IV. STUDIES AND ADVISERS
The Committee, in discharging its responsibilities, may conduct or authorize studies of, or investigations into, any matter that the Committee deems appropriate, with full access to all books, records, facilities and personnel of the Company. The Committee has the sole authority and right, at the expense of the Company, to retain legal counsel, search firms and other consultants, accountants, experts and advisers of its choice to assist the Committee in connection with its functions, including any studies or investigations. The Committee will have the sole authority to approve the fees and other retention terms of such advisers. In order to carry out its nominating duties, the Committee will have the authority to retain and terminate any search firm to be used to assist it in identifying director candidates, including the authority to approve such firm’s fees and other retention terms. The Company will provide for appropriate funding, as determined by the Committee, for (A) payment of compensation to any search firm, legal and other consultants, accountants, experts and advisers retained by the Committee; and (B) ordinary administrative expenses of the Committee that are necessary and appropriate in carrying out its functions.
The Board may appoint a member of the Committee to serve as the chairperson of the Committee (the “Chair”); if the Board does not appoint a Chair, the Committee members may designate a Chair by its majority vote. Meetings of the Committee will be held from time to time, as determined appropriate by the Committee. The Chair, in consultation with the other member(s) of the Committee, will set the dates, times and places of such meetings. The Chair or any other member of the Committee may call meetings of the Committee by notice and the Committee may act by unanimous written consent in accordance with the Company’s Bylaws. A majority of the members of the Committee will constitute a quorum for the transaction of business. Subject to the requirements of this Charter, applicable law, the Exchange Rules and the Commission Rules, the Committee and the Chair may invite any director, executive or employee of the Company, or such other person, as it deems appropriate in order to carry out its responsibilities, to attend and participate (in a non‑voting capacity) in all or a portion of any Committee meeting. The Committee may exclude from all or a portion of its meetings any person it deems appropriate in order to carry out its responsibilities. The Chair will designate a secretary for each meeting, who need not be a member of the Committee. The Company shall provide the Committee such staff support as it may require.
VI. MINUTES AND REPORTS
The Committee will maintain written minutes of its meetings and copies of its actions by written consent, and will cause such minutes and copies of written consents to be filed with the minutes of the meetings of the Board. The Committee will report to the Board from time to time with respect to its activities, including on significant matters related to the Committee’s responsibilities and the Committee’s deliberations and actions.

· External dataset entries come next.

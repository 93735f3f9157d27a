//! WolfChatCtl - Command line client for WolfChat nodes
//!
//! Usage:
//!   wolfchatctl login alice            - Log a user in
//!   wolfchatctl publish alice general hi - Publish to a channel
//!   wolfchatctl listen general alice   - Stream broadcasts for topics
//!   wolfchatctl status                 - Show node status (HTTP API)

use std::time::Duration;

use anyhow::{bail, Context};
use clap::{Parser, Subcommand};

use wolfchat::api::StatusResponse;
use wolfchat::clock::now_millis;
use wolfchat::network::{RpcClient, Subscription};
use wolfchat::replication::{Envelope, Payload};

/// WolfChat Control Tool
#[derive(Parser)]
#[command(name = "wolfchatctl")]
#[command(about = "Talk to and monitor WolfChat nodes", long_about = None)]
struct Cli {
    /// Request endpoint of the node
    #[arg(short, long, default_value = "127.0.0.1:5555")]
    server: String,

    /// HTTP API endpoint of the node
    #[arg(short, long, default_value = "http://127.0.0.1:8080")]
    endpoint: String,

    /// Request timeout in milliseconds
    #[arg(short, long, default_value_t = 5000)]
    timeout_ms: u64,

    #[command(subcommand)]
    command: Commands,
}

#[derive(Subcommand)]
enum Commands {
    /// Log a user in
    Login { user: String },
    /// List known users
    Users,
    /// Create a channel
    Channel { channel: String },
    /// List channels
    Channels,
    /// Publish a message to a channel
    Publish {
        user: String,
        channel: String,
        message: String,
    },
    /// Send a private message
    Message {
        src: String,
        dst: String,
        message: String,
    },
    /// Read the node's physical clock
    Clock,
    /// Show node status
    Status,
    /// Print broadcasts for the given topics (channels or user names)
    Listen {
        /// Publish-subscribe endpoint of the node
        #[arg(short, long, default_value = "127.0.0.1:5557")]
        address: String,
        topics: Vec<String>,
    },
}

#[tokio::main]
async fn main() {
    let cli = Cli::parse();

    if let Err(e) = run(cli).await {
        eprintln!("Error: {:#}", e);
        std::process::exit(1);
    }
}

async fn run(cli: Cli) -> anyhow::Result<()> {
    let timeout = Duration::from_millis(cli.timeout_ms);

    let (service, mut data) = match cli.command {
        Commands::Status => return show_status(&cli.endpoint).await,
        Commands::Listen { address, topics } => return listen(&address, topics, timeout).await,
        Commands::Login { user } => (
            "login",
            Payload {
                user: Some(user),
                ..Default::default()
            },
        ),
        Commands::Users => ("users", Payload::default()),
        Commands::Channel { channel } => (
            "channel",
            Payload {
                channel: Some(channel),
                ..Default::default()
            },
        ),
        Commands::Channels => ("channels", Payload::default()),
        Commands::Publish { user, channel, message } => (
            "publish",
            Payload {
                user: Some(user),
                channel: Some(channel),
                message: Some(message),
                ..Default::default()
            },
        ),
        Commands::Message { src, dst, message } => (
            "message",
            Payload {
                src: Some(src),
                dst: Some(dst),
                message: Some(message),
                ..Default::default()
            },
        ),
        Commands::Clock => ("clock", Payload::default()),
    };
    data.timestamp = now_millis();

    let client = RpcClient::new(timeout);
    let reply = client
        .send(&cli.server, Envelope::new(service, data), timeout)
        .await
        .with_context(|| format!("{} request to {} failed", service, cli.server))?;

    print_reply(&reply)
}

fn print_reply(reply: &Envelope) -> anyhow::Result<()> {
    let data = &reply.data;
    if reply.is_error() {
        bail!(
            "{} rejected: {}",
            reply.service,
            data.description.as_deref().unwrap_or("no description")
        );
    }

    if let Some(users) = &data.users {
        println!("Users ({}):", users.len());
        for user in users {
            println!("  {}", user);
        }
    } else if let Some(channels) = &data.channels {
        println!("Channels ({}):", channels.len());
        for channel in channels {
            println!("  #{}", channel);
        }
    } else if let Some(time) = data.time {
        let formatted = chrono::DateTime::from_timestamp_millis(time)
            .map(|t| t.to_rfc3339())
            .unwrap_or_else(|| time.to_string());
        println!("Server time: {} (logical clock {})", formatted, data.clock);
    } else {
        println!("✓ {} OK (logical clock {})", reply.service, data.clock);
    }

    Ok(())
}

async fn show_status(endpoint: &str) -> anyhow::Result<()> {
    let url = format!("{}/status", endpoint);
    let response = reqwest::get(&url)
        .await
        .with_context(|| format!("cannot reach {}", url))?;

    if !response.status().is_success() {
        bail!("API error: {}", response.status());
    }
    let status: StatusResponse = response.json().await?;

    println!();
    println!("WolfChat Node Status (wolfchatctl v{})", env!("CARGO_PKG_VERSION"));
    println!("========================================");
    println!();
    println!("Node:           {}", status.name);
    println!(
        "Rank:           {}",
        status.rank.map(|r| r.to_string()).unwrap_or_else(|| "unregistered".into())
    );
    println!("Role:           {}", if status.is_primary { "Primary" } else { "Backup" });
    println!("Coordinator:    {}", status.coordinator.as_deref().unwrap_or("NONE"));
    println!("Known Nodes:    {}", status.known_nodes);
    if status.is_primary {
        println!("Backups:        {}", status.backups.join(", "));
    }
    println!("Replication:    {:?}", status.replication_mode);
    println!();
    println!("Logical Clock:  {}", status.logical_clock);
    println!("Clock Offset:   {} ms", status.physical_offset_ms);
    println!("Requests:       {}", status.requests_processed);
    println!("State:          {}", status.counts);
    println!();

    Ok(())
}

async fn listen(address: &str, topics: Vec<String>, timeout: Duration) -> anyhow::Result<()> {
    if topics.is_empty() {
        bail!("at least one topic is required");
    }

    let mut subscription = Subscription::connect(address, topics.clone(), timeout)
        .await
        .with_context(|| format!("cannot subscribe at {}", address))?;
    println!("Listening on {} for: {}", address, topics.join(", "));

    loop {
        let published = subscription.next().await.context("subscription closed")?;
        let data = &published.envelope.data;
        match published.envelope.service.as_str() {
            "publication" => println!(
                "[#{}] {}: {}",
                published.topic,
                data.user.as_deref().unwrap_or("?"),
                data.message.as_deref().unwrap_or("")
            ),
            "private_message" => println!(
                "[{} -> {}] {}",
                data.src.as_deref().unwrap_or("?"),
                data.dst.as_deref().unwrap_or("?"),
                data.message.as_deref().unwrap_or("")
            ),
            other => println!("[{}] {}", published.topic, other),
        }
    }
}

VII. DELEGATION OF AUTHORITY
The Committee may form and delegate authority to subcommittees from time to time, as it deems appropriate and to the extent permitted under applicable law, the Exchange Rules and the Commission Rules, and the Company’s Certificate of Incorporation and Bylaws.

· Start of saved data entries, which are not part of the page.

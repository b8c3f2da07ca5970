use tokio::sync::RwLock;

use crate::error::ApiError;
use crate::store::IdMap;

#[derive(Debug, thiserror::Error)]
#[error("Person with the same 'Name' already exists!")]
pub struct DuplicateName;

pub struct NewPerson {
    pub name: String,
    pub number: String,
}

/// In-memory phonebook. Persons are kept in memory in every deployment.
pub struct PersonRepository {
    persons: RwLock<IdMap<common::Person>>,
}

impl PersonRepository {
    pub fn new(seed: Vec<common::Person>) -> Self {
        let seed = seed
            .into_iter()
            .filter_map(|person| person.id.parse::<u64>().ok().map(|key| (key, person)));
        Self {
            persons: RwLock::new(IdMap::with_seed(seed)),
        }
    }

    pub fn seeded() -> Self {
        let person = |id: &str, name: &str, number: &str| common::Person {
            id: id.to_owned(),
            name: name.to_owned(),
            number: number.to_owned(),
        };
        Self::new(vec![
            person("1", "Arto Hellas", "040-123456"),
            person("2", "Ada Lovelace", "39-44-5323523"),
            person("3", "Dan Abramov", "12-43-234345"),
            person("4", "Mary Poppendieck", "39-23-6423122"),
        ])
    }

    pub async fn list(&self) -> Vec<common::Person> {
        self.persons.read().await.values().cloned().collect()
    }

    pub async fn get(&self, id: &str) -> Option<common::Person> {
        self.persons.read().await.get(id).cloned()
    }

    /// The uniqueness check and the insert happen under one write guard.
    pub async fn create(&self, person: NewPerson) -> Result<common::Person, DuplicateName> {
        let mut persons = self.persons.write().await;
        if persons.values().any(|existing| existing.name == person.name) {
            return Err(DuplicateName);
        }
        Ok(persons.insert_with(|id| common::Person {
            id,
            name: person.name,
            number: person.number,
        }))
    }

    pub async fn delete(&self, id: &str) {
        self.persons.write().await.remove(id);
    }

    pub async fn count(&self) -> usize {
        self.persons.read().await.len()
    }
}

fn required(field: Option<String>) -> Option<String> {
    field.filter(|value| !value.is_empty())
}

pub(crate) async fn index(
    app_state: actix_web::web::Data<crate::AppState>,
) -> actix_web::HttpResponse {
    actix_web::HttpResponse::Ok().json(app_state.persons.list().await)
}

pub(crate) async fn show(
    app_state: actix_web::web::Data<crate::AppState>,
    id: actix_web::web::Path<String>,
) -> Result<actix_web::HttpResponse, ApiError> {
    match app_state.persons.get(&id).await {
        Some(person) => Ok(actix_web::HttpResponse::Ok().json(person)),
        None => Err(ApiError::NotFound),
    }
}

pub(crate) async fn create(
    app_state: actix_web::web::Data<crate::AppState>,
    req: actix_web::HttpRequest,
    body: actix_web::web::Bytes,
) -> Result<actix_web::HttpResponse, ApiError> {
    let payload: common::NewPersonPayload = crate::payload::json_or_default(&req, &body)?;
    // Name is checked first; a body missing both only reports the name.
    let name = required(payload.name).ok_or_else(|| ApiError::BadRequest("Name is missing".into()))?;
    let number =
        required(payload.number).ok_or_else(|| ApiError::BadRequest("Number is missing".into()))?;

    let person = app_state
        .persons
        .create(NewPerson { name, number })
        .await
        .map_err(|duplicate| ApiError::BadRequest(duplicate.to_string()))?;
    Ok(actix_web::HttpResponse::Ok().json(person))
}

pub(crate) async fn delete(
    app_state: actix_web::web::Data<crate::AppState>,
    id: actix_web::web::Path<String>,
) -> actix_web::HttpResponse {
    app_state.persons.delete(&id).await;
    actix_web::HttpResponse::NoContent().finish()
}

pub(crate) async fn info(app_state: actix_web::web::Data<crate::AppState>) -> actix_web::HttpResponse {
    let count = app_state.persons.count().await;
    let now = chrono::Local::now().format("%a %b %d %Y %H:%M:%S GMT%z");
    actix_web::HttpResponse::Ok()
        .content_type("text/html; charset=utf-8")
        .body(format!(
            "<p>Phonebook has info for {} people</p>\n<p>{}</p>",
            count, now
        ))
}

#[cfg(test)]
mod tests {
    use super::*;

    fn new_person(name: &str, number: &str) -> NewPerson {
        NewPerson {
            name: name.to_owned(),
            number: number.to_owned(),
        }
    }

    #[actix_web::test]
    async fn duplicate_names_are_rejected_regardless_of_number() {
        let repository = PersonRepository::seeded();
        let result = repository.create(new_person("Arto Hellas", "000")).await;
        assert!(result.is_err());
        assert_eq!(repository.count().await, 4);
    }

    #[actix_web::test]
    async fn name_match_is_case_sensitive() {
        let repository = PersonRepository::seeded();
        let person = repository
            .create(new_person("arto hellas", "000"))
            .await
            .unwrap();
        assert_eq!(person.id, "5");
        assert_eq!(repository.count().await, 5);
    }

    #[actix_web::test]
    async fn freed_ids_are_not_reassigned() {
        let repository = PersonRepository::seeded();
        repository.delete("4").await;
        let person = repository
            .create(new_person("Grace Hopper", "1-2-3"))
            .await
            .unwrap();
        assert_eq!(person.id, "5");
        assert!(repository.get("4").await.is_none());
    }

    #[test]
    fn empty_strings_count_as_missing() {
        assert!(required(Some(String::new())).is_none());
        assert!(required(None).is_none());
        assert_eq!(required(Some("x".into())).as_deref(), Some("x"));
    }
}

The Board has formed the Committee to assist the Board in directing the Company’s affairs and this Charter has been adopted in furtherance of this purpose. While this Charter should be interpreted in the context of all applicable laws, regulations and listing requirements, as well as in the context of the Company’s Certificate of Incorporation and Bylaws, it is not intended to establish by its own force any legally binding obligations.